Debit & Credit Card Skimming
Thieves use a small electronic device (skimmer) that has been illegitimately setup to skim personal information from debit or credit cards without your knowledge.
Common places for skimming are restaurants or bars where the skimmer has possession of your debit and credit cards out of your immediate view. After the information is recorded, it is typically sold to other scammers on the black market or converted into a counterfeit card and used to make fraudulent purchases. Because it is difficult to know when your card has been skimmed, make sure your card stays in sight and regularly monitor your receipts against your financial statements.
Social Engineering 
Thieves manipulate human nature in order to gain access to your online financial accounts. Thieves are smart…make sure you are smarter. Don't respond to emails or social network posts or messages that ask for money or confidential information. Don't assume that an unsolicited phone call or email is actually from a trusted source. Always verify, verify, verify that the request is from a legitimate source before releasing confidential information.
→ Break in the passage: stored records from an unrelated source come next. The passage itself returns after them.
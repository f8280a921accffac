// Copyright (c) 2022 Huawei Technologies Co.,Ltd. All rights reserved.
//
// sysMaster is licensed under Mulan PSL v2.
// You can use this software according to the terms and conditions of the Mulan
// PSL v2.
// You may obtain a copy of Mulan PSL v2 at:
//         http://license.coscl.org.cn/MulanPSL2
// THIS SOFTWARE IS PROVIDED ON AN "AS IS" BASIS, WITHOUT WARRANTIES OF ANY
// KIND, EITHER EXPRESS OR IMPLIED, INCLUDING BUT NOT LIMITED TO
// NON-INFRINGEMENT, MERCHANTABILITY OR FIT FOR A PARTICULAR PURPOSE.
// See the Mulan PSL v2 for more details.

//! Loads `*.conf` service definitions into the registry.
use std::{
    fs,
    path::{Path, PathBuf},
};
use svcore::{error::*, registry::Registry, service::ServiceKind};

/// One service definition file.
#[derive(Debug, Default, PartialEq)]
pub struct ServiceDef {
    pub name: String,
    pub exec: String,
    pub kind: Option<ServiceKind>,
    pub restart: bool,
    pub args: Vec<String>,
    pub depends: Vec<String>,
    pub socket: Option<String>,
    pub max_restarts: Option<u32>,
}

impl ServiceDef {
    fn parse_config_line(line: &str) -> Option<(String, String)> {
        let mut iter = line.splitn(2, '=');
        let key = iter.next()?.trim();
        let value = iter.next()?.trim();

        Some((key.to_string(), value.to_string()))
    }

    /// Parse the content of a definition file, `origin` only names it in
    /// the log.
    pub fn parse(content: &str, origin: &str) -> Result<Self> {
        let mut def = ServiceDef::default();
        for (no, line) in content.lines().enumerate() {
            let trimmed_line = line.trim();
            if trimmed_line.is_empty() || trimmed_line.starts_with('#') {
                continue;
            }
            match ServiceDef::parse_config_line(trimmed_line) {
                Some((key, value)) => {
                    if value.is_empty() {
                        log::warn!("{}:{}: no value for {}", origin, no + 1, key);
                        continue;
                    }
                    def.parse_value(key.as_str(), value, origin)?;
                }
                None => log::warn!("{}:{}: not a key = value line", origin, no + 1),
            }
        }

        if def.name.is_empty() || def.exec.is_empty() {
            log::error!("{}: name and exec are required", origin);
            return Err(Error::Invalid {
                what: format!("{}: missing name or exec", origin),
            });
        }
        Ok(def)
    }

    fn parse_value(&mut self, key: &str, value: String, origin: &str) -> Result<()> {
        match key {
            "name" => self.name = value,
            "exec" => self.exec = value,
            "type" => self.kind = Some(value.parse::<ServiceKind>()?),
            "restart" => self.restart = value == "yes" || value == "1",
            "args" => self.args.push(value),
            "depends" => self.depends.push(value),
            "socket" => self.socket = Some(value),
            "max_restarts" => match value.parse::<u32>() {
                Ok(v) => self.max_restarts = Some(v),
                Err(e) => {
                    log::warn!("{}: parse max_restarts failed: {}, use default", origin, e);
                }
            },
            _ => log::warn!("{}: unknown key {}, ignoring", origin, key),
        }
        Ok(())
    }

    /// Register the definition and everything it declares. Only a failed
    /// registration is an error, a rejected argument, dependency, socket or
    /// restart budget is logged and the rest still applies.
    pub fn register(&self, registry: &mut Registry) -> Result<()> {
        registry.register(
            &self.name,
            &self.exec,
            self.kind.unwrap_or(ServiceKind::Simple),
            self.restart,
        )?;
        for arg in self.args.iter() {
            if let Err(e) = registry.add_argument(&self.name, arg) {
                log::warn!("{}: argument '{}' rejected: {}", self.name, arg, e);
            }
        }
        for dep in self.depends.iter() {
            if let Err(e) = registry.add_dependency(&self.name, dep) {
                log::warn!("{}: dependency {} rejected: {}", self.name, dep, e);
            }
        }
        if let Some(socket) = &self.socket {
            if let Err(e) = registry.set_socket_path(&self.name, socket) {
                log::warn!("{}: socket {} rejected: {}", self.name, socket, e);
            }
        }
        if let Some(max) = self.max_restarts {
            if let Err(e) = registry.set_max_restarts(&self.name, max) {
                log::warn!("{}: max_restarts {} rejected: {}", self.name, max, e);
            }
        }
        Ok(())
    }
}

/// Register every `*.conf` file of `dir` in file name order. Broken
/// definitions are logged and skipped. Returns the number registered.
pub fn load_dir(registry: &mut Registry, dir: &Path) -> usize {
    let entries = match fs::read_dir(dir) {
        Ok(v) => v,
        Err(e) => {
            log::warn!("Failed to read service dir {}: {}", dir.display(), e);
            return 0;
        }
    };

    let mut files: Vec<PathBuf> = entries
        .filter_map(|e| e.ok())
        .map(|e| e.path())
        .filter(|p| p.is_file() && p.extension().map_or(false, |e| e == "conf"))
        .collect();
    files.sort();

    let mut loaded = 0;
    for path in files {
        let origin = path.display().to_string();
        let content = match fs::read_to_string(&path) {
            Ok(v) => v,
            Err(e) => {
                log::warn!("Failed to read {}: {}", origin, e);
                continue;
            }
        };
        match ServiceDef::parse(&content, &origin).and_then(|def| def.register(registry)) {
            Ok(()) => loaded += 1,
            Err(e) => log::error!("Skipping {}: {}", origin, e),
        }
    }
    log::info!("Loaded {} service definitions from {}.", loaded, dir.display());
    loaded
}
// Copyright (c) 2022 Huawei Technologies Co.,Ltd. All rights reserved.
//
// sysMaster is licensed under Mulan PSL v2.
// You can use this software according to the terms and conditions of the Mulan
// PSL v2.
// You may obtain a copy of Mulan PSL v2 at:
//         http://license.coscl.org.cn/MulanPSL2
// THIS SOFTWARE IS PROVIDED ON AN "AS IS" BASIS, WITHOUT WARRANTIES OF ANY
// KIND, EITHER EXPRESS OR IMPLIED, INCLUDING BUT NOT LIMITED TO
// NON-INFRINGEMENT, MERCHANTABILITY OR FIT FOR A PARTICULAR PURPOSE.
// See the Mulan PSL v2 for more details.

//!
use crate::{error::*, fd_util};
use nix::sys::socket::{self, AddressFamily, SockFlag, SockType, UnixAddr};
use std::{io::ErrorKind, os::unix::prelude::RawFd, path::Path};

/// Create a non-blocking unix stream socket listening on `path`.
///
/// A stale socket file left at `path` is removed first and a missing
/// parent directory is created. The returned descriptor is close-on-exec.
pub fn unix_listen(path: &Path, backlog: usize) -> Result<RawFd> {
    match std::fs::remove_file(path) {
        Ok(()) => log::debug!("Removed stale socket {}", path.display()),
        Err(e) if e.kind() == ErrorKind::NotFound => {}
        Err(e) => return Err(Error::Io { source: e }),
    }

    if let Some(dir) = path.parent() {
        if !dir.as_os_str().is_empty() && !dir.exists() {
            std::fs::create_dir_all(dir).context(IoSnafu)?;
        }
    }

    let addr = UnixAddr::new(path).context(NixSnafu)?;
    let fd = socket::socket(
        AddressFamily::Unix,
        SockType::Stream,
        SockFlag::SOCK_CLOEXEC,
        None,
    )
    .context(NixSnafu)?;

    if let Err(e) = bind_listen(fd, &addr, backlog) {
        fd_util::close(fd);
        return Err(e);
    }

    Ok(fd)
}

fn bind_listen(fd: RawFd, addr: &UnixAddr, backlog: usize) -> Result<()> {
    socket::bind(fd, addr).context(NixSnafu)?;
    socket::listen(fd, backlog).context(NixSnafu)?;
    fd_util::fd_nonblock(fd, true)
}

#[cfg(test)]
mod tests {
    use super::*;
    use std::os::unix::net::UnixStream;

    #[test]
    fn test_unix_listen() {
        let dir = tempfile::tempdir().unwrap();
        let path = dir.path().join("sub/echo.sock");

        let fd = unix_listen(&path, 8).unwrap();
        assert!(path.exists());
        assert!(fd_util::fd_is_nonblock(fd));
        assert!(fd_util::fd_is_cloexec(fd));
        assert!(UnixStream::connect(&path).is_ok());
        fd_util::close(fd);

        /* The stale file from the first listener must not get in the way. */
        let fd = unix_listen(&path, 8).unwrap();
        fd_util::close(fd);
    }

    #[test]
    fn test_unix_listen_bad_path() {
        let long = "x".repeat(200);
        let dir = tempfile::tempdir().unwrap();
        assert!(unix_listen(&dir.path().join(long), 8).is_err());
    }
}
Known as malicious software that is designed to infiltrate or damage your computer system without your knowledge as you surf the web. Malware includes viruses, spyware, Trojan horses and keystroke loggers, all designed to steal your personal information. Make sure you have anti-virus and anti-spyware software installed on your computer, and that your firewall is turned on.
Fake Check Scams 
Criminals use technology to create realistic looking checks or money orders and use them to pay for phony sweepstakes, lotteries, work-at-home schemes, mystery shopping and other scams. No matter what the story, fake check scams involve someone giving you a genuine-looking check or money order and asking you to wire the money somewhere in return. After you deposit or cash the check or money order and send the money, you learn it was phony. Now, the crook has the money and you owe it back to your bank. If you deposit a phony check in your bank account and use those funds, you are liable for the money, even though you may have been swindled. Be on guard for anything that seems suspicious. If there is no legitimate reason why someone would give you a check or money order, or ask you to send money somewhere, get advice from your bank or local consumer protection agency.
The best way to avoid becoming a target is to be cautious about unknown requests for money and confidential information. You can help protect yourself from most forms of identity theft.
Don't become a target….take steps to protect your personal information today!
Understanding how criminals try to gain your information is the first step in building a good defense!
These common-sense precautions can help keep your personal information safe:
  • Keep your checks, credit and debit cards in a safe place. Limit access to your Social Security number and other personal information. Lock up files containing personal information and treat them like cash or any other valuables that need to be protected.
  • Scale down the personal information you keep and don't keep sensitive information any longer than absolutely necessary. Shred anything containing personal information before disposing it.
  • Guard your mobile phone against threats. Treat your mobile device as carefully you would your wallet, cash or credit cards. PIN-lock your mobile phone and don't use unsecured WiFi. Disable the WiFi auto connect feature.
  • Report lost or stolen debit/ATM cards immediately. Contacting the bank within two business days of discovering the loss limits your liability to $50. Waiting longer may increase your liability on the loss up to $500.
  • Review your bank statements every month and verify all transactions, including small amounts under $20. Report any discrepancies immediately. You have 60 days to report unauthorized transactions to limit your liability. Waiting longer than 60 days may increase your liability on the unauthorized transactions.
  • Sign up for eStatements. Receiving your account statement electronically is far more secure than getting paper statements in the mail.
  • Don't leave outgoing checks or paid bills in your mailbox. Place your outgoing mail in an official, secure mailbox. Also, try to pick up your mail immediately after it is delivered.
  • Pay your bills electronically in Online Bill Pay. It's more secure than mailing paper checks and is protected by multiple layers of security.
  • Memorize your PIN numbers, passwords and secret questions. Don't write them down or leave them in your wallet for a thief to find. Ignore the "remember my password" options.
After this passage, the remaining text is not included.